▶ [Work item] Quote every line from the top of the listing down to and including the line that contains "use log::info;".

(Beginning of Recorded data)

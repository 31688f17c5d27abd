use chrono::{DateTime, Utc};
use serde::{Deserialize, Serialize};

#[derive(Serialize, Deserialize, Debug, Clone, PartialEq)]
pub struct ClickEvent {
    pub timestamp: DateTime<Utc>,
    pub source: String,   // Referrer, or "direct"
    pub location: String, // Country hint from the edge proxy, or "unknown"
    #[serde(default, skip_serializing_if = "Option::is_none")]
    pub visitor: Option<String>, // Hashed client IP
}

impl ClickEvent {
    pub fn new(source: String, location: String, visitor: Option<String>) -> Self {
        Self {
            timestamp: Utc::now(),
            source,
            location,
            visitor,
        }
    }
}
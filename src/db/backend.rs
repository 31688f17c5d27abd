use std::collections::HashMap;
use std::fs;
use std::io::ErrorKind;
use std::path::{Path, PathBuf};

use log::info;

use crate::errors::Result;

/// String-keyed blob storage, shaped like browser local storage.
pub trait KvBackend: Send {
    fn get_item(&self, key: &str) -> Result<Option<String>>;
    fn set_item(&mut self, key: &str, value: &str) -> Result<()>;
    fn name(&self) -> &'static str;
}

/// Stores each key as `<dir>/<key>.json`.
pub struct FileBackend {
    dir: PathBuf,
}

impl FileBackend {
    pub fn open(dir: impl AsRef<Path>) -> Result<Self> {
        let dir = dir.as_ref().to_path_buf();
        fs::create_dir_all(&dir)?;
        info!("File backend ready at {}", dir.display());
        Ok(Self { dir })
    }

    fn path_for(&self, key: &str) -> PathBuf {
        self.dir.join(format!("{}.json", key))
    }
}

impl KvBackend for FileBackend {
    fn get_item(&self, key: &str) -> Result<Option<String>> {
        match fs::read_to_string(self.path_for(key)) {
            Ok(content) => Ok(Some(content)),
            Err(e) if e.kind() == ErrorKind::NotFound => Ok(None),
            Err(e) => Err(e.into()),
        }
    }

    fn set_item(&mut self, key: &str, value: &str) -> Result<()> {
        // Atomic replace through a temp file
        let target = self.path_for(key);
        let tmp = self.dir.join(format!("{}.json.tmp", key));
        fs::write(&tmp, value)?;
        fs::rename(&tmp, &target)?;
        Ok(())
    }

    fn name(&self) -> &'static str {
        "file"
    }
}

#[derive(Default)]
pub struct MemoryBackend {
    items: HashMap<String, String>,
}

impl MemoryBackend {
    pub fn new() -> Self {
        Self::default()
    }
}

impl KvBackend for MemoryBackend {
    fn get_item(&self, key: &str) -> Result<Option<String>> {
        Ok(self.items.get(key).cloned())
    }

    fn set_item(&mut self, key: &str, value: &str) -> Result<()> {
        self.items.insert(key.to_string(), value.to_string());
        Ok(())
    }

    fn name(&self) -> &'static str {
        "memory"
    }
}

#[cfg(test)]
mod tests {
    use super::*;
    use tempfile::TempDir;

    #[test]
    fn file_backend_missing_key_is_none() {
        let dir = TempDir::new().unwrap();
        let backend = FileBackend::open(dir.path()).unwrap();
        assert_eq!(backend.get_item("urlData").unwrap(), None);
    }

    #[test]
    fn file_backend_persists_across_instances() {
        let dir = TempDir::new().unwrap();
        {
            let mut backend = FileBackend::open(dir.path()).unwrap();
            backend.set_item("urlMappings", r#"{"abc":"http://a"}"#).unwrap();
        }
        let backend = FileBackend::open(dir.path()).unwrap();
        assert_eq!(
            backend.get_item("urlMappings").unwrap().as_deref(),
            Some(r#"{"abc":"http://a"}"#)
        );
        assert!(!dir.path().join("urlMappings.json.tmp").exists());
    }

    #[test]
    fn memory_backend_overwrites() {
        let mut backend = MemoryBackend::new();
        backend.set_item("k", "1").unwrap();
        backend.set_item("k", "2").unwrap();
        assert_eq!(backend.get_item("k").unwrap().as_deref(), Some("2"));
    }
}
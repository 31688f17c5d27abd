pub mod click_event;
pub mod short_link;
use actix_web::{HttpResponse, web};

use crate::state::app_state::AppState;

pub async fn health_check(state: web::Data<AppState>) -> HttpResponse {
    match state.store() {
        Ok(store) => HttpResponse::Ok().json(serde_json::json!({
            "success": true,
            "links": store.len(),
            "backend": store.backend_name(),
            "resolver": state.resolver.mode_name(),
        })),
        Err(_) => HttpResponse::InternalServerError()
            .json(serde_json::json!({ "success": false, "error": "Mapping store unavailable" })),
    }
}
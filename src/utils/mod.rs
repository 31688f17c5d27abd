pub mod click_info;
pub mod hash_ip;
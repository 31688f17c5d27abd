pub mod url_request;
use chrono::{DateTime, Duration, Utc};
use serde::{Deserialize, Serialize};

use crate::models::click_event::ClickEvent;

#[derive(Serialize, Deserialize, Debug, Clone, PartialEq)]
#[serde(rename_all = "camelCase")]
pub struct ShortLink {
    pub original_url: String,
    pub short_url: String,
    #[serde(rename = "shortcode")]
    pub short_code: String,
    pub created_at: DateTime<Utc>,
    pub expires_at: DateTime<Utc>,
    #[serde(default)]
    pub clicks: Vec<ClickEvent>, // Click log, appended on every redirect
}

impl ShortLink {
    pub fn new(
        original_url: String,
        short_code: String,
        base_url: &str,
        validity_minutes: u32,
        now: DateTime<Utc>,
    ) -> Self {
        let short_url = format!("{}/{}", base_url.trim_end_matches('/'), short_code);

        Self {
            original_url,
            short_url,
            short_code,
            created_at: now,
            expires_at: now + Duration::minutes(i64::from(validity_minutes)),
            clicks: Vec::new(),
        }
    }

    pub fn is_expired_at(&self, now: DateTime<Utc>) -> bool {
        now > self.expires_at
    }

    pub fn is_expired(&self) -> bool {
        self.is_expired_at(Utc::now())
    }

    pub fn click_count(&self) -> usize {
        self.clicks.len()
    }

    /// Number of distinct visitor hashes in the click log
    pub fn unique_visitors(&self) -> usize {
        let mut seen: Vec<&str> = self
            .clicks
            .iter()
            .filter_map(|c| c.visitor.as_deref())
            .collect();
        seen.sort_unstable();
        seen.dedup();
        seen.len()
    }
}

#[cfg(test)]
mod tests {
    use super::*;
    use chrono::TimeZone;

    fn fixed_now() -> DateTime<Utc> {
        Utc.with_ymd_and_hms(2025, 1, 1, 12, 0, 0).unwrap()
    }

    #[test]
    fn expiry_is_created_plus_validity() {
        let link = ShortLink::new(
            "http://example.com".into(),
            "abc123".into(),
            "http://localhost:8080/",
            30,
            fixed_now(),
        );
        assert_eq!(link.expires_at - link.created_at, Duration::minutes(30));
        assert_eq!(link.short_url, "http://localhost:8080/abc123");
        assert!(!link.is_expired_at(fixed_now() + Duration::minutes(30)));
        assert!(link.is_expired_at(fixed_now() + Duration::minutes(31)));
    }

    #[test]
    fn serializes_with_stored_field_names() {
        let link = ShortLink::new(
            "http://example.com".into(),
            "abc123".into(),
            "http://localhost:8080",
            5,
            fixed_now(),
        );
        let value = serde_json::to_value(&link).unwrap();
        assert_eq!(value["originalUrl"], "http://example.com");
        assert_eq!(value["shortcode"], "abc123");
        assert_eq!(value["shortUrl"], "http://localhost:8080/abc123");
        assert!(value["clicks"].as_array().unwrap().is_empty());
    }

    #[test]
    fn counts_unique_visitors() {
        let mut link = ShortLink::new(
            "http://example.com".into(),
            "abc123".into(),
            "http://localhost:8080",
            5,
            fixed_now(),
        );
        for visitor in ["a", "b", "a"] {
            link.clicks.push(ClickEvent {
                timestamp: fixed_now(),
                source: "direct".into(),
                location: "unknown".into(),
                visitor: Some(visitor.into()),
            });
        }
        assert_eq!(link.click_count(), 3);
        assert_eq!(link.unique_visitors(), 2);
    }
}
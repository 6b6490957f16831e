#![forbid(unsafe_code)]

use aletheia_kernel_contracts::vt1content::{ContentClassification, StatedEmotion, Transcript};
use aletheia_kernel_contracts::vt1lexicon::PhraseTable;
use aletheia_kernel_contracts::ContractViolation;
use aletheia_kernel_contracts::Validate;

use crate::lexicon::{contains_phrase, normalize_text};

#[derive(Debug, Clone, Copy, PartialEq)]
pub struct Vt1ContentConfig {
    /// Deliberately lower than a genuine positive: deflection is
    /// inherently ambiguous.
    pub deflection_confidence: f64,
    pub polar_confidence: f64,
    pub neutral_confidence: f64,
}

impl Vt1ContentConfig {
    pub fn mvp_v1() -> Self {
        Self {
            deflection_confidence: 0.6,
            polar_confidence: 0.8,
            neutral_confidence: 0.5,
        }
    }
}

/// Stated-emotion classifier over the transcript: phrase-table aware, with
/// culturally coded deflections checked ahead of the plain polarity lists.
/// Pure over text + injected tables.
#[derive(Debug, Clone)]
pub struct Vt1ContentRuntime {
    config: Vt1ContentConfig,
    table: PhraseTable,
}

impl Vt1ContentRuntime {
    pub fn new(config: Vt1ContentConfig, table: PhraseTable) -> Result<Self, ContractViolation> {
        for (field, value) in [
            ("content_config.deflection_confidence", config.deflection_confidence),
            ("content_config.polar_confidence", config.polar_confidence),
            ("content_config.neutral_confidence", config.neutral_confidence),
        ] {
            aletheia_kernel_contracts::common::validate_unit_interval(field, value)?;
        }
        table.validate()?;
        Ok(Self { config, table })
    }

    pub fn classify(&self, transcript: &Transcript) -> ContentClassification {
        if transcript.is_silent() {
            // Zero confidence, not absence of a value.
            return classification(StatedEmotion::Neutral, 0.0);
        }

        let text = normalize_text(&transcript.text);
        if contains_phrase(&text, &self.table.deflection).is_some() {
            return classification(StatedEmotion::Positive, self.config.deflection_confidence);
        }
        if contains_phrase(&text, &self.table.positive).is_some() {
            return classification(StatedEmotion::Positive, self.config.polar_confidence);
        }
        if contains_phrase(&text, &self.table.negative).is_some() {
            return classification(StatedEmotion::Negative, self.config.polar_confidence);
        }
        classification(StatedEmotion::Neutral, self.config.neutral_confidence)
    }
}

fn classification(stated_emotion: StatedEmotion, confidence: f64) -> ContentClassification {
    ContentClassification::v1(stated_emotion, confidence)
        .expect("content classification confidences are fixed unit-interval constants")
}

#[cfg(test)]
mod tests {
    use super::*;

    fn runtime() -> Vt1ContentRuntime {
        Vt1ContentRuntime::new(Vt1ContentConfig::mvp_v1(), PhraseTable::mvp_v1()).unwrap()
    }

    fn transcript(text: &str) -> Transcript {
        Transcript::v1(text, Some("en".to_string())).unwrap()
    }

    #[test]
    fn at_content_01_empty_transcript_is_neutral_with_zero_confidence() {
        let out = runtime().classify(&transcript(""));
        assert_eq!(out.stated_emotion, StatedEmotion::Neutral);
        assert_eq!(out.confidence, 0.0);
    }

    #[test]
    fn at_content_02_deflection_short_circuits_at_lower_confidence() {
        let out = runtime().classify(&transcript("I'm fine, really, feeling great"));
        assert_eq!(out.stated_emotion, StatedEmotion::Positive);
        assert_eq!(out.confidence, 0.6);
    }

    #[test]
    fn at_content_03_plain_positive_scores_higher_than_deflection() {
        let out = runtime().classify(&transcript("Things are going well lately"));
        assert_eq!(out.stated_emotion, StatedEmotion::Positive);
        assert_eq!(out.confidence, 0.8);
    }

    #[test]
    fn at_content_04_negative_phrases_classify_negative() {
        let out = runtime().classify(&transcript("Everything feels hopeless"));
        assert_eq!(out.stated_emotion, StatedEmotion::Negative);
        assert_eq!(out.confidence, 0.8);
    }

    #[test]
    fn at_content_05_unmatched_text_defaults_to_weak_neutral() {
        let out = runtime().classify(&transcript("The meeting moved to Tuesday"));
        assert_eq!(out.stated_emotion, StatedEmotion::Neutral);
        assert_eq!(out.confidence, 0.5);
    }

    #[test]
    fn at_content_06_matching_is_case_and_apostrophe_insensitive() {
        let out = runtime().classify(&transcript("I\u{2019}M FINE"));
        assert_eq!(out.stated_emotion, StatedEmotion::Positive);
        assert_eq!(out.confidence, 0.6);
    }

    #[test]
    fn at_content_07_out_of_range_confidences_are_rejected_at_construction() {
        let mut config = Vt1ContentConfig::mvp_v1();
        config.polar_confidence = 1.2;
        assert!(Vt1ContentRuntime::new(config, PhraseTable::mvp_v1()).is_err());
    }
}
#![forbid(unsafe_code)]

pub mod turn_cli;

(End of Recorded data)

▶ [Result of the task]
repository 31688f17c5d27abd
use chrono::{DateTime, Utc};
use serde::{Deserialize, Serialize};

#[derive(Serialize, Deserialize, Debug, Clone, PartialEq)]
pub struct ClickEvent {
    pub timestamp: DateTime<Utc>,
    pub source: String,   // Referrer, or "direct"
    pub location: String, // Country hint from the edge proxy, or "unknown"
    #[serde(default, skip_serializing_if = "Option::is_none")]
    pub visitor: Option<String>, // Hashed client IP
}

impl ClickEvent {
    pub fn new(source: String, location: String, visitor: Option<String>) -> Self {
        Self {
            timestamp: Utc::now(),
            source,
            location,
            visitor,
        }
    }
}
filename src/db/backend.rs
repository 31688f17c5d27abd
use std::collections::HashMap;
use std::fs;
use std::io::ErrorKind;
use std::path::{Path, PathBuf};

use log::info;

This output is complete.